Tempering this renewed belief of an innate talent with a move away from manual workshops, the Renaissance provides the key to the individualisation of the artist; the artist as a liberal practitioner of a free art. This individualisation is most evident when we see the value placed on it by such writers as Vasari, but the importance lies in the fact that it provides the artist with a sense of self-awareness; a consciousness of their ability to have a status. We see with Michelangelo the desire to be seen as an independent autonomous artist (as opposed to the mechanical craftsman) when he declares, ‘I am known only as Michelangelo… I have never been a painter or sculptor, in the sense of having kept a shop …’ (Gombrich, p.238).
This desire to not be seen as an ignorant labourer is not just a distinctive Italian concept however. The artist as a learned, intelligent and imaginative human being is demonstrable in the bronze relief from 1576 placed above Frans Floris’ door (Book 2, Pl. 89) at his house in Antwerp. The relief portrays the personifications of the liberal arts; namely painting, sculpture and drawing. But the personifications surround the dominant image of the calculating and scientific representation of geometry that is looked down upon by Apollo and the personification of fame (Woods, Book 2, p.117). It is not so much an image of the artist himself but a symbol of what that artist stands for in his liberal and humanist aspirations of status, and also a signifier of his present prosperity and depth of knowledge as his Italian influence and great wealth illustrate.

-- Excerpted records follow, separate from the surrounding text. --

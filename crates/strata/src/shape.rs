use crate::{shape, RVec};

#[derive(Clone, PartialEq, Eq, Hash, Default)]
pub struct Shape(RVec<usize>);

impl Shape {
    pub fn new(shape: RVec<usize>) -> Self {
        Self(shape)
    }

    /// Number of elements. The empty (rank 0) shape describes a single element.
    pub fn numel(&self) -> usize {
        self.0.iter().product()
    }

    pub fn to_vec(&self) -> Vec<usize> {
        self.0.to_vec()
    }

    pub fn iter(&self) -> impl DoubleEndedIterator<Item = &usize> + ExactSizeIterator {
        self.0.iter()
    }

    pub fn len(&self) -> usize {
        self.0.len()
    }

    pub fn is_empty(&self) -> bool {
        self.len() == 0
    }

    pub fn rank(&self) -> usize {
        self.len()
    }

    pub fn push(&mut self, dim: usize) {
        self.0.push(dim);
    }

    /// Reversed axis order.
    pub fn reversed(&self) -> Self {
        Shape(self.0.iter().rev().copied().collect())
    }

    /// Shape obtained by taking axis `permutation[i]` as axis `i`.
    ///
    /// Every entry of `permutation` must be a valid axis.
    pub fn permuted(&self, permutation: &[usize]) -> Self {
        Shape(permutation.iter().map(|&p| self.0[p]).collect())
    }

    /// Whether `self` can be broadcast to `target` without changing `target`.
    pub fn broadcasts_to(&self, target: &Shape) -> bool {
        Shape::multi_broadcast(&[self, target]).as_ref() == Some(target)
    }

    pub fn multi_broadcast(shapes: &[&Shape]) -> Option<Shape> {
        let max_rank = shapes.iter().map(|shape| shape.rank()).max()?;
        let mut shape: Shape = shape![];
        for i in 0..max_rank {
            let mut current_dim_size = 1;
            for shape in shapes {
                let len = shape.rank();
                let dim = if i < len { &shape[len - i - 1] } else { &1 };
                if dim != &1 {
                    if current_dim_size != 1 && dim != &current_dim_size {
                        return None;
                    }
                    current_dim_size = *dim;
                }
            }
            shape.0.insert(0, current_dim_size)
        }
        Some(shape)
    }
}

impl std::fmt::Debug for Shape {
    fn fmt(&self, f: &mut std::fmt::Formatter<'_>) -> std::fmt::Result {
        let mut shape = format!("[{}", self.0.first().unwrap_or(&0));
        for dim in self.0.iter().skip(1) {
            shape.push_str(&format!("x{}", dim));
        }
        write!(f, "{}]", shape)
    }
}

impl std::fmt::Display for Shape {
    fn fmt(&self, f: &mut std::fmt::Formatter<'_>) -> std::fmt::Result {
        write!(f, "{:?}", self.0)
    }
}

impl AsRef<[usize]> for Shape {
    fn as_ref(&self) -> &[usize] {
        &self.0
    }
}

impl std::ops::Index<usize> for Shape {
    type Output = usize;

    fn index(&self, index: usize) -> &Self::Output {
        &self.0[index]
    }
}

impl From<Vec<usize>> for Shape {
    fn from(shape: Vec<usize>) -> Self {
        Self(shape.into())
    }
}

impl From<&[usize]> for Shape {
    fn from(slice: &[usize]) -> Self {
        Shape(slice.into())
    }
}

impl<const N: usize> From<[usize; N]> for Shape {
    fn from(shape: [usize; N]) -> Self {
        Shape(shape.iter().copied().collect())
    }
}

impl FromIterator<usize> for Shape {
    fn from_iter<I: IntoIterator<Item = usize>>(iter: I) -> Self {
        Shape(iter.into_iter().collect())
    }
}

#[cfg(test)]
mod tests {
    use crate::{shape, Shape};
    use proptest::prelude::*;
    use proptest::strategy::{BoxedStrategy, Strategy};
    use std::ops::RangeInclusive;

    impl Arbitrary for Shape {
        type Parameters = Vec<RangeInclusive<usize>>;
        type Strategy = BoxedStrategy<Self>;

        fn arbitrary_with(args: Self::Parameters) -> Self::Strategy {
            args.prop_map(Into::<Shape>::into).boxed()
        }
    }

    #[test]
    fn test_multi_broadcast() {
        let a = shape![4, 1, 3];
        let b = shape![5, 1];
        assert_eq!(Shape::multi_broadcast(&[&a, &b]), Some(shape![4, 5, 3]));
        assert_eq!(Shape::multi_broadcast(&[&a, &shape![2]]), None);
    }

    #[test]
    fn test_broadcasts_to() {
        assert!(shape![3].broadcasts_to(&shape![2, 3]));
        assert!(shape![1, 3].broadcasts_to(&shape![2, 3]));
        assert!(shape![].broadcasts_to(&shape![2, 3]));
        assert!(!shape![2, 3].broadcasts_to(&shape![3]));
        assert!(!shape![2, 1].broadcasts_to(&shape![2, 3, 4]));
    }

    #[test]
    fn test_permuted() {
        let shape = shape![2, 3, 4];
        assert_eq!(shape.permuted(&[2, 0, 1]), shape![4, 2, 3]);
        assert_eq!(shape.reversed(), shape![4, 3, 2]);
    }

    #[test]
    fn test_scalar_numel() {
        assert_eq!(shape![].numel(), 1);
        assert_eq!(shape![2, 0, 3].numel(), 0);
    }

    proptest! {
        #[test]
        fn test_arbitrary_shape_rank(shape in Shape::arbitrary_with(vec![1..=4, 1..=4, 1..=8])) {
            prop_assert_eq!(shape.rank(), 3);
            prop_assert!(shape.numel() >= 1);
        }
    }
}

Dürer also takes up this theme of representing the artist in this way. In Melancholia I (1514) (Book 2, Pl. 115) we can see a similar personification of the artistic ideal but where the woman in Floris’ relief is a proud and impressive character, here she sits darkly contemplating her destiny. The personification stares rather blankly whilst an un-carved stone sits nearby. She is surrounded by the physical (i.e. chisels, saw etc.) and intellectual (i.e. scales, hour-glass, astrological symbols) tools required for the human and liberal artistic process. The overall darkness of the image, the downward weight of it from the near vertical perspective, and our elevated position when looking at it (we look down onto the figures) formally gives the impression of heaviness and gloom. Instead of representing the essence of the artist then as the controlled and composed figure Dürer presents both formal and iconographic methods of seeing the artist as a more melancholic figure, but still relying on the same methods of calculation and knowledge. This melancholy is, to paraphrase Wood (Ibid. p.154), a natural constitution that makes people out of the ordinary. The accompanying tension and strife encountered in the process of creativity creates the idea that the artist is someone who suffers for his art quite in contrast to the quiet and steady contemplation of the scholar, as seen in Melancholia I’s companion piece Saint Jerome in his Study (Book 2, pl. 119). So we can see that the reflection of status (rising above that of the simply learned person) evolves further into the image of an isolated, struggling, and committed genius.
Having a sense of one’s own genius as an artist however is not so much an aspiration but, to Dürer, a God-given reality. In his self-portrait of 1500 (Book 2, pl.84) the full frontal eye contact we receive with the artist’s own ‘true’ image (as the inscription – in the learned Latin – tells us) presents us with an unavoidable view of the artist as a powerful and confident person. In the introduction to part two in Book 2 Woods tells us (p.106) that his raised right hand can be read as a signifier of the Salvator Mundi (saviour of the world). Whether this is true or not the self-portrait, in its near life size depiction and profound realism, still invites a particular formal reading of self-confidence and dignified sense of status as a driving force of art itself. The image of the artist emerges from the darkness to confront the viewer with the ‘reality’ of individual and human artistic possibilities.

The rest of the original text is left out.